── LISTED ENTRIES ──
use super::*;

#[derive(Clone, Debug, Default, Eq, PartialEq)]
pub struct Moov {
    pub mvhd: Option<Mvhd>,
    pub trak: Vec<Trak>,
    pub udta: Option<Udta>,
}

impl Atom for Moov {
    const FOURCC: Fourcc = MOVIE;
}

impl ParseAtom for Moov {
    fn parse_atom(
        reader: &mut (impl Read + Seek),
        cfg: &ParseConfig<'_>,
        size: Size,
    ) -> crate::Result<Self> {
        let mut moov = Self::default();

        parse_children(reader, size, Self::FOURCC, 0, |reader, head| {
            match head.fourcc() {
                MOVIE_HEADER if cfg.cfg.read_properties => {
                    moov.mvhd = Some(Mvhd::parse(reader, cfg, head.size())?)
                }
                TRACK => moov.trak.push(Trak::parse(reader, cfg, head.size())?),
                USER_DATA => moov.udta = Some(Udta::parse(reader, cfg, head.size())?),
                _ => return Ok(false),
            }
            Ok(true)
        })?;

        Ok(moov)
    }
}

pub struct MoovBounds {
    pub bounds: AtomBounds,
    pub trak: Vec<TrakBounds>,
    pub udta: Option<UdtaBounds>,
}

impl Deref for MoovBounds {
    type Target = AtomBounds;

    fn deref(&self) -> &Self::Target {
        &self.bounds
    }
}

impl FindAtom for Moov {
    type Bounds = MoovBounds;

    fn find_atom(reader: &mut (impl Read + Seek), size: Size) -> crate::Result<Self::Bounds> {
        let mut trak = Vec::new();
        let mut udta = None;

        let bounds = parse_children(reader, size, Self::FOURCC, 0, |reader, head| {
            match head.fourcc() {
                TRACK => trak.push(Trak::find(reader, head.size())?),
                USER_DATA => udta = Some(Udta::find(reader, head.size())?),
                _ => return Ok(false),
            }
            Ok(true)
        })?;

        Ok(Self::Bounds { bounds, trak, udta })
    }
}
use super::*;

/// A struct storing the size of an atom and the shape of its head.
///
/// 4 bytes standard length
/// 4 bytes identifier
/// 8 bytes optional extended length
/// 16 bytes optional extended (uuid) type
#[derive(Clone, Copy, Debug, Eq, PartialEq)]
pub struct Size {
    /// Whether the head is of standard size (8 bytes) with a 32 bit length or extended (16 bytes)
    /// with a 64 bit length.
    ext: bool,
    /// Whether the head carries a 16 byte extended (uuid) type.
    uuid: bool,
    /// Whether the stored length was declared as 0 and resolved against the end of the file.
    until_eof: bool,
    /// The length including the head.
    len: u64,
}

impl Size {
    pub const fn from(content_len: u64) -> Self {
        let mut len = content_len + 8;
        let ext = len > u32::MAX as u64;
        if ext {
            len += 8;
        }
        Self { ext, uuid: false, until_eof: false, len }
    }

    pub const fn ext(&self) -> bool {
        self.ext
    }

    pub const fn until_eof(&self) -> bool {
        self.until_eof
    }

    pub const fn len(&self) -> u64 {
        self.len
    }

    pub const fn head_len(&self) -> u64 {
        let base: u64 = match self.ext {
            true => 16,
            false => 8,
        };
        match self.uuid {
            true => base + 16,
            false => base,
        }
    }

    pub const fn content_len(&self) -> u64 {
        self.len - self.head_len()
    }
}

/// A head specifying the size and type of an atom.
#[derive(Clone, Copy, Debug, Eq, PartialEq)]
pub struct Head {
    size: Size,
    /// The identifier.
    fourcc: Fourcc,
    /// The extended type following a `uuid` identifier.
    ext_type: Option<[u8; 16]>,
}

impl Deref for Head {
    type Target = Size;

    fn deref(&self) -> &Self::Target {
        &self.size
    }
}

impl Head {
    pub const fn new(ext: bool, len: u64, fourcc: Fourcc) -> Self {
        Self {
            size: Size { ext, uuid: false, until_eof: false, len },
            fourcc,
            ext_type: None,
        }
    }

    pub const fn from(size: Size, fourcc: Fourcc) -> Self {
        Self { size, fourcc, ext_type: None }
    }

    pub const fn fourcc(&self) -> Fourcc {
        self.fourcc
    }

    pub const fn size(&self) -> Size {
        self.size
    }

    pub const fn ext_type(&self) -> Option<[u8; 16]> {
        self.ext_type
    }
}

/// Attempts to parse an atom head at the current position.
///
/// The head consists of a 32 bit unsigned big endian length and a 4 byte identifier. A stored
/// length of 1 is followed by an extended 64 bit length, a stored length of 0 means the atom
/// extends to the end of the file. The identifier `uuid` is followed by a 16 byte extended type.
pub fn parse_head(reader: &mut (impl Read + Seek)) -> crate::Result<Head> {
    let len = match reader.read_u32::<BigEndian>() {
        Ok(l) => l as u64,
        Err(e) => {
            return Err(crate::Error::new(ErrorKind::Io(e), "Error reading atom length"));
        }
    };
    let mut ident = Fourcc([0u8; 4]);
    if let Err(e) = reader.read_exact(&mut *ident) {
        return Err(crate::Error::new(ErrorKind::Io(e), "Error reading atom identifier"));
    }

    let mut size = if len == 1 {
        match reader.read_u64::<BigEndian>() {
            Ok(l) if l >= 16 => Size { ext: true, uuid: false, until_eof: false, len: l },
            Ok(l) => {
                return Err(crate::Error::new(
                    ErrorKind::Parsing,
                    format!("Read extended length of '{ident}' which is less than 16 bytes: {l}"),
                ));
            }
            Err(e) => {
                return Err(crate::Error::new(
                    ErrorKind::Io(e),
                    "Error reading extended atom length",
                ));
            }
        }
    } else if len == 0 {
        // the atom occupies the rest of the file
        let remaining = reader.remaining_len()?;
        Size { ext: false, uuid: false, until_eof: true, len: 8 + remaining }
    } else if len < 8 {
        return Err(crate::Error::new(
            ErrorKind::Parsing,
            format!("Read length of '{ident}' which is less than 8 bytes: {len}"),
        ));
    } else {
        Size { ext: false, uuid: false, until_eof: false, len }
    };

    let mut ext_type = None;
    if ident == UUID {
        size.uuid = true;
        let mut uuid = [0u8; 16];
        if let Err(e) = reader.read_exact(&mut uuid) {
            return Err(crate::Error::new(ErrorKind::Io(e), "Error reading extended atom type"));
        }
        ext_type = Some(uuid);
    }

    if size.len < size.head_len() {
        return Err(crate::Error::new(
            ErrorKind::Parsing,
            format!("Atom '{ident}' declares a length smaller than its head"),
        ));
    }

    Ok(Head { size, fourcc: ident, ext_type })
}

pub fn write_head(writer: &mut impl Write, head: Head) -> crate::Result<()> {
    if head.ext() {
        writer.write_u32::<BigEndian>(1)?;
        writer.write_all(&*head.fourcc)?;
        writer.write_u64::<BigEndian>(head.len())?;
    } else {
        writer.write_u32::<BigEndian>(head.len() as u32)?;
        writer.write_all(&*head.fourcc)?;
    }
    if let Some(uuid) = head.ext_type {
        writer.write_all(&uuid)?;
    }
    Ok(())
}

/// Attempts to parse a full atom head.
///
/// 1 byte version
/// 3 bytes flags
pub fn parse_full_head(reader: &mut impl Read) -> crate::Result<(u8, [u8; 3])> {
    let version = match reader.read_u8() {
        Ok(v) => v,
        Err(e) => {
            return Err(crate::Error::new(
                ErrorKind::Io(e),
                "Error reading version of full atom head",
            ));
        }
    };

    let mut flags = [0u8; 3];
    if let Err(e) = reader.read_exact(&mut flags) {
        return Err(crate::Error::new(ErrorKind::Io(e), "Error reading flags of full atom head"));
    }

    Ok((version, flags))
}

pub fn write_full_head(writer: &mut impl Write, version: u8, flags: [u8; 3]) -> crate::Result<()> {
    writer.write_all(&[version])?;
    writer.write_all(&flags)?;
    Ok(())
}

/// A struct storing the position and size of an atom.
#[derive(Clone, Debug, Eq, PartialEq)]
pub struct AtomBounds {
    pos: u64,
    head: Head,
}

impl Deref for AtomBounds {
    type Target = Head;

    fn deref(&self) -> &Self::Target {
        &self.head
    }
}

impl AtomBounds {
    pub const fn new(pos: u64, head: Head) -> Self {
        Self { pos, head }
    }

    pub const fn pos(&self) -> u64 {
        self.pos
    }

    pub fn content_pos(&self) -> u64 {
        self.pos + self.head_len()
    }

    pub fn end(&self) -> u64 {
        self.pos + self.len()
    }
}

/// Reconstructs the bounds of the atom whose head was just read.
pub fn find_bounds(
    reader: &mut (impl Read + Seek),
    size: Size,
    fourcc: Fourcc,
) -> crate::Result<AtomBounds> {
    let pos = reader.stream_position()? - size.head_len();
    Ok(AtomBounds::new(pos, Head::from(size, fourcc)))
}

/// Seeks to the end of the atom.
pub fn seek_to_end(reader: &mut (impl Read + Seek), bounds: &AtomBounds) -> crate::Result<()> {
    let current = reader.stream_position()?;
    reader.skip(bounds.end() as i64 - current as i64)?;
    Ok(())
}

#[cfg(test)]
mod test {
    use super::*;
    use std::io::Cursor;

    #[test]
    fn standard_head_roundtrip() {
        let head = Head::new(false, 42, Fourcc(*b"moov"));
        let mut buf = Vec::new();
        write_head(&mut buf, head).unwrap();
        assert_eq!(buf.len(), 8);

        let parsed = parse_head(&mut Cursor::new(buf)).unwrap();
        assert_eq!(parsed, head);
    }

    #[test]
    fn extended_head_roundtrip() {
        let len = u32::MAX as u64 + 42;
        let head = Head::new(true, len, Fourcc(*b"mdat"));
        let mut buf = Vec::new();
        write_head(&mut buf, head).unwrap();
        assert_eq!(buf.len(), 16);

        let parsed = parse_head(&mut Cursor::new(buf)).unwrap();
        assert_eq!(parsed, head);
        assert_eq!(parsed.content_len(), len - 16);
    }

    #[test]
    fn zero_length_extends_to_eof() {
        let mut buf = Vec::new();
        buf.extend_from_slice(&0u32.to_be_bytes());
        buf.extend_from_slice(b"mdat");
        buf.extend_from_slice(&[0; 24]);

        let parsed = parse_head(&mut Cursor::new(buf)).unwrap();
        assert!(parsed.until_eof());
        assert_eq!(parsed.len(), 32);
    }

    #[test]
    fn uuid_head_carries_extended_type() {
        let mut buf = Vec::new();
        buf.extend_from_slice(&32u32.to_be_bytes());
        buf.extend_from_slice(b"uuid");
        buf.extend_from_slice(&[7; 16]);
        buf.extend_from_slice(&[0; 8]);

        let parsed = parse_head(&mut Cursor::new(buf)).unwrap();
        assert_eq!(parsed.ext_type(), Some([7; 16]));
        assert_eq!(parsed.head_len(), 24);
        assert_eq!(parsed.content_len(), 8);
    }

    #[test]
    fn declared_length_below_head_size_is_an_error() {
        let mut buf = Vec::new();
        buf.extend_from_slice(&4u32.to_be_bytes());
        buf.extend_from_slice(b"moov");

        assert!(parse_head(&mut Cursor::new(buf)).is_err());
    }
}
───
WHAT THE TASK REQUIRES: Looking at the listing above, count every line in which the string "file" appears, and give only that count.

SOLUTION FOR THIS TASK: 3